Временное правительство начало проводить воистину самоубийственную политику и в конце концов само вырыло себе могилу. Это выразилось прежде всего в раздаче оружия большевикам и придании им легального статуса. Немедленно начались аресты наиболее активных участников корниловского выступления: арестовали самого Л. Г. Корнилова, его ближайших сподвижников. Они были заключены в тюрьму небольшого городка Быхов, где проводили свободное время в обсуждении корниловской политической программы[20] и усиленно занимаясь английским языком.

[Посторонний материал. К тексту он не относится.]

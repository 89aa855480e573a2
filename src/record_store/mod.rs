//!
//! docvault record store
//! ---------------------
//! Persistence seam for client records. `RecordStore` is implemented by
//! `MongoRecordStore` (production, one document per client in the `clients`
//! collection) and `MemoryRecordStore` (in-process, used for `memory://` and tests).
//!
//! Both implementations share the same contract:
//! - `create` assigns a fresh ObjectId and stores the initial shape.
//! - `list` optionally filters by a case-insensitive substring of name OR idNumber.
//! - `update` is a partial merge on a single record, atomic per record, and reports
//!   matched/modified counts so callers can tell "not found" from "unchanged".
//! - Ids that are not valid ObjectId hex strings match nothing.
//!
//! The store is opened once at startup (`open_record_store`) and closed after the
//! server shuts down.

use std::sync::Arc;

use anyhow::Context;
use async_trait::async_trait;
use mongodb::bson::oid::ObjectId;

use crate::error::AppResult;
use crate::model::{ClientPatch, ClientRecord, NewClient, UpdateOutcome};

pub mod memory;
pub mod mongo;

pub use memory::MemoryRecordStore;
pub use mongo::MongoRecordStore;

/// Connection string that selects the in-process store.
pub const MEMORY_URI: &str = "memory://";

#[async_trait]
pub trait RecordStore: Send + Sync {
    async fn create(&self, client: NewClient) -> AppResult<ClientRecord>;

    /// All records, or only those whose name or idNumber contains `search`
    /// (case-insensitive). `None` and `Some("")` both return everything.
    async fn list(&self, search: Option<&str>) -> AppResult<Vec<ClientRecord>>;

    async fn get(&self, id: &str) -> AppResult<Option<ClientRecord>>;

    async fn update(&self, id: &str, patch: ClientPatch) -> AppResult<UpdateOutcome>;

    /// Release backend resources. Calls after `close` are unspecified.
    async fn close(&self) -> AppResult<()>;
}

pub type SharedRecordStore = Arc<dyn RecordStore>;

/// Parse a record id; anything that is not 24 hex chars is rejected.
pub fn parse_record_id(id: &str) -> Option<ObjectId> {
    ObjectId::parse_str(id).ok()
}

pub fn is_valid_record_id(id: &str) -> bool { parse_record_id(id).is_some() }

/// Case-insensitive substring match on name OR idNumber.
pub fn matches_search(record: &ClientRecord, search: &str) -> bool {
    if search.is_empty() { return true; }
    let needle = search.to_lowercase();
    record.fields.name.to_lowercase().contains(&needle)
        || record.fields.id_number.to_lowercase().contains(&needle)
}

/// Open the record store named by a connection string.
pub async fn open_record_store(uri: &str, database: &str) -> anyhow::Result<SharedRecordStore> {
    if uri.trim() == MEMORY_URI {
        tracing::warn!(target: "docvault::record_store", "using in-memory record store; records are lost on shutdown");
        return Ok(Arc::new(MemoryRecordStore::new()));
    }
    let store = MongoRecordStore::connect(uri, database)
        .await
        .with_context(|| format!("While connecting to MongoDB database '{}'", database))?;
    Ok(Arc::new(store))
}

/// Scheme and host of a connection string with credentials removed, for logs.
pub fn redact_uri(uri: &str) -> String {
    let Some((scheme, rest)) = uri.split_once("://") else { return "<invalid uri>".to_string() };
    let host_part = rest.split(['/', '?']).next().unwrap_or("");
    let host = host_part.rsplit_once('@').map(|(_, h)| h).unwrap_or(host_part);
    format!("{}://{}", scheme, host)
}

Армия окончательно разложилась — ни сил, ни желания продолжать войну не было не только у солдат, но и у большинства офицеров. Полковник М. Г. Дроздовский, командовавший полком на Юго-Западном фронте, докладывал командиру своей дивизии о моральном состоянии подчиненных ему офицеров: «Главное, считаю долгом доложить, что силы офицеров в этой борьбе убывают, энергия падает, развивается апатия и безразличие. Лучший элемент офицерства, горячо принимающий к сердцу судьбы родины и армии, издерган вконец; с трудом удается поддерживать в них гаснущую энергию, но скоро и я уже не найду слов ободрения этим людям, не встречающим сверху никакой поддержки. Несколько лучших офицеров обращались ко мне с просьбой о переводе в союзные армии. Позавчера на служебном докладе… закаленный в боях, хладнокровнейший в тяжелейших обстоятельствах офицер говорил со мной прерывающимся от слез голосом — нервы не выдерживают… Я убедительно прошу… довести до сведения высшего начальства и Временного правительства, что строевые офицеры не из железа, а обстановка, в которой они сейчас находятся, есть не что иное, как издевательство над ними сверху и снизу, которое бесследно до конца проходить не может». При этом необходимо заметить, что полк М. Г. Дроздовского даже в условиях осени 1917 года продолжал оставаться одной из самых боеспособных частей на всем Юго-Западном фронте. Можно себе представить, что творилось в частях менее благополучных.
Большевики все больше наглели и чувствовали свою полную безнаказанность — от противостояния Керенского и Корнилова выиграли только они, став наиболее значимой политической силой России. Все большевики, арестованные после событий 3–5 июля, были выпущены на поруки. Был среди них и Лев Давидович Троцкий, который с этого момента становится главным организатором октябрьского переворота. Время, отведенное Временному правительству, вышло — отсчет шел на дни. Унгерн решает отправляться на Дальний Восток, куда приглашал его в свое время однополчанин есаул Семенов. У Семенова официальные властные полномочия от Временного правительства, можно действовать совершенно легально. Можно посмотреть, как дальше будут развиваться события, но не сидеть сложа руки, а готовить армию, готовить войска, которым, возможно, в будущем предстоит установить порядок и спокойствие в ныне распадающейся на глазах России.